Years ago, buttermilk was what the liquid left over after churning butter was called. It was thick and rich and had little flecks of butter in it. Today buttermilk is made commercially by adding special bacteria (as opposed to random, kitchen-floor-type bacteria) to lowfat or nonfat milk. It gives the milk a thickened consistency and tangy flavor. I can't drink it straight, but I do love the flavor of buttermilk when it's combined with other ingredients. I decided to incorporate it into a subtly flavored lemon ice cream, adding it to the hot custard base just after it's made. The ice cream has a lovely tang, and pairs deliciously with fruit and berries.
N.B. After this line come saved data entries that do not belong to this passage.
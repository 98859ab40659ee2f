use crate::model::{DayMap, RosterDate};
use crate::parsing::calendar::month_from_name;
use regex::Regex;
use std::sync::LazyLock;

/// Separator between the activity lines of one day.
pub const ACTIVITY_DELIMITER: &str = " | ";

// "01/08/2025 ..."
static BR_DATE: LazyLock<Regex> =
    LazyLock::new(|| Regex::new(r"^(\d{2})/(\d{2})/(\d{4})").unwrap());

// "Fri, 1 August ..."
static EN_WEEKDAY: LazyLock<Regex> = LazyLock::new(|| {
    Regex::new(
        r"(?i)^(?:Sun|Mon|Tue|Wed|Thu|Fri|Sat),\s+(\d{1,2})\s+(January|February|March|April|May|June|July|August|September|October|November|December)",
    )
    .unwrap()
});

// Day-number suffixes that the PDF text layer splits onto their own line.
static ORDINAL_SUFFIX: LazyLock<Regex> =
    LazyLock::new(|| Regex::new(r"(?i)^(?:st|nd|rd|th)$").unwrap());

static FLIGHT_TIME_FIELD: LazyLock<Regex> =
    LazyLock::new(|| Regex::new(r"(?i)Flight\s*Time:.*").unwrap());

/// Recognizes one style of day-header line.
pub trait DayHeaderRecognizer: Send + Sync {
    /// Short name of the header style (for diagnostics).
    fn name(&self) -> &'static str;

    /// The date a header line opens, or None if the line is not this kind
    /// of header. `year` is used when the header itself has no year.
    fn recognize(&self, line: &str, year: i32) -> Option<RosterDate>;
}

/// `DD/MM/YYYY` at the start of the line (Portuguese layout).
pub struct BrDateHeader;

impl DayHeaderRecognizer for BrDateHeader {
    fn name(&self) -> &'static str {
        "br-date"
    }

    fn recognize(&self, line: &str, _year: i32) -> Option<RosterDate> {
        let caps = BR_DATE.captures(line)?;
        Some(RosterDate::new(
            caps[1].parse().ok()?,
            caps[2].parse().ok()?,
            caps[3].parse().ok()?,
        ))
    }
}

/// `Dow, D Month` at the start of the line (English layout, no year).
pub struct EnWeekdayHeader;

impl DayHeaderRecognizer for EnWeekdayHeader {
    fn name(&self) -> &'static str {
        "en-weekday"
    }

    fn recognize(&self, line: &str, year: i32) -> Option<RosterDate> {
        let caps = EN_WEEKDAY.captures(line)?;
        let day = caps[1].parse().ok()?;
        let month = month_from_name(&caps[2]).unwrap_or(1);
        Some(RosterDate::new(day, month, year))
    }
}

/// What a single line of roster text means to the day scanner.
#[derive(Debug, Clone, PartialEq, Eq)]
pub enum LineClass<'a> {
    DayHeader {
        date: RosterDate,
        style: &'static str,
    },
    Activity(&'a str),
    /// Blank lines and stray ordinal suffixes.
    Ignored,
}

/// Tries each recognizer in order; the first match wins.
pub struct LineClassifier {
    recognizers: Vec<Box<dyn DayHeaderRecognizer>>,
}

impl Default for LineClassifier {
    fn default() -> Self {
        LineClassifier {
            recognizers: vec![Box::new(BrDateHeader), Box::new(EnWeekdayHeader)],
        }
    }
}

impl LineClassifier {
    /// Append a recognizer with the lowest priority.
    pub fn with(mut self, recognizer: Box<dyn DayHeaderRecognizer>) -> Self {
        self.recognizers.push(recognizer);
        self
    }

    pub fn classify<'a>(&self, line: &'a str, year: i32) -> LineClass<'a> {
        let trimmed = line.trim();
        if trimmed.is_empty() || ORDINAL_SUFFIX.is_match(trimmed) {
            return LineClass::Ignored;
        }

        for r in &self.recognizers {
            if let Some(date) = r.recognize(trimmed, year) {
                return LineClass::DayHeader {
                    date,
                    style: r.name(),
                };
            }
        }

        LineClass::Activity(trimmed)
    }
}

#[derive(Debug, Clone, Copy, PartialEq, Eq)]
enum ScanState {
    NoCurrentDay,
    Accumulating(RosterDate),
}

/// Collects activity lines under the most recent day header.
#[derive(Debug)]
pub struct DayAccumulator {
    state: ScanState,
    days: DayMap,
}

impl Default for DayAccumulator {
    fn default() -> Self {
        Self::new()
    }
}

impl DayAccumulator {
    pub fn new() -> Self {
        DayAccumulator {
            state: ScanState::NoCurrentDay,
            days: DayMap::new(),
        }
    }

    pub fn current_day(&self) -> Option<RosterDate> {
        match self.state {
            ScanState::NoCurrentDay => None,
            ScanState::Accumulating(date) => Some(date),
        }
    }

    /// Switch to `date`. A date seen before keeps its existing text.
    pub fn start_day(&mut self, date: RosterDate) {
        self.days.entry(date).or_default();
        self.state = ScanState::Accumulating(date);
    }

    /// Append a line to the current day. Returns false if there is no
    /// current day yet and the line was discarded.
    pub fn push_activity(&mut self, line: &str) -> bool {
        let ScanState::Accumulating(date) = self.state else {
            return false;
        };
        let text = self.days.entry(date).or_default();
        if !text.is_empty() {
            text.push_str(ACTIVITY_DELIMITER);
        }
        text.push_str(line);
        true
    }

    pub fn feed(&mut self, class: LineClass<'_>) {
        match class {
            LineClass::DayHeader { date, .. } => self.start_day(date),
            LineClass::Activity(line) => {
                self.push_activity(line);
            }
            LineClass::Ignored => {}
        }
    }

    /// Finish scanning and clean up each day's text.
    pub fn finish(self) -> DayMap {
        self.days
            .into_iter()
            .map(|(date, text)| (date, clean_activity(&text)))
            .collect()
    }
}

/// Drop "Flight Time: ..." fields and the segments they leave empty. A
/// segment is one source line, so pipes printed inside a line survive.
fn clean_activity(text: &str) -> String {
    text.split(ACTIVITY_DELIMITER)
        .map(|segment| FLIGHT_TIME_FIELD.replace(segment, "").trim().to_string())
        .filter(|s| !s.is_empty())
        .collect::<Vec<_>>()
        .join(ACTIVITY_DELIMITER)
}

/// Split roster text into per-day activity text using the default header styles.
///
/// `year` fills in headers that do not print one.
pub fn extract_days(text: &str, year: i32) -> DayMap {
    extract_days_with(&LineClassifier::default(), text, year)
}

pub fn extract_days_with(classifier: &LineClassifier, text: &str, year: i32) -> DayMap {
    let mut acc = DayAccumulator::new();
    for line in text.lines() {
        acc.feed(classifier.classify(line, year));
    }
    acc.finish()
}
Lemon Buttermilk Ice Cream

Makes 2 quarts

1 quart milk
1 cup heavy cream
1 1/3 cups granulated sugar
1/4 cup lemon zest (from about 5 medium to large lemons)
2 large egg yolks
1 cup buttermilk

1. Combine the milk, cream and 1 cup of the sugar in a large saucepan. Add the lemon zest and bring to a boil over medium-high heat. Remove from heat.
2. In a bowl, whisk the yolks with the remaining 1/3 cup sugar until blended. Whisk about 1 cup of the hot milk mixture into the yolks. Return this mixture to the saucepan with the remaining milk and cook over medium-high heat, stirring constantly with a wooden spoon, until the mixture reaches 175°F on an instant-read thermometer (this should happen very quickly). Remove from heat and stir in the buttermilk until blended.
3. Strain the base through a fine-mesh sieve into a bowl. Place bowl in an ice bath and stir until cool. Cover bowl and chill for at least 6 hours.
4. Process in an ice cream machine according to the manufacturer’s instructions. Scrape the ice cream into an airtight container and freeze for at least 4 hours before serving.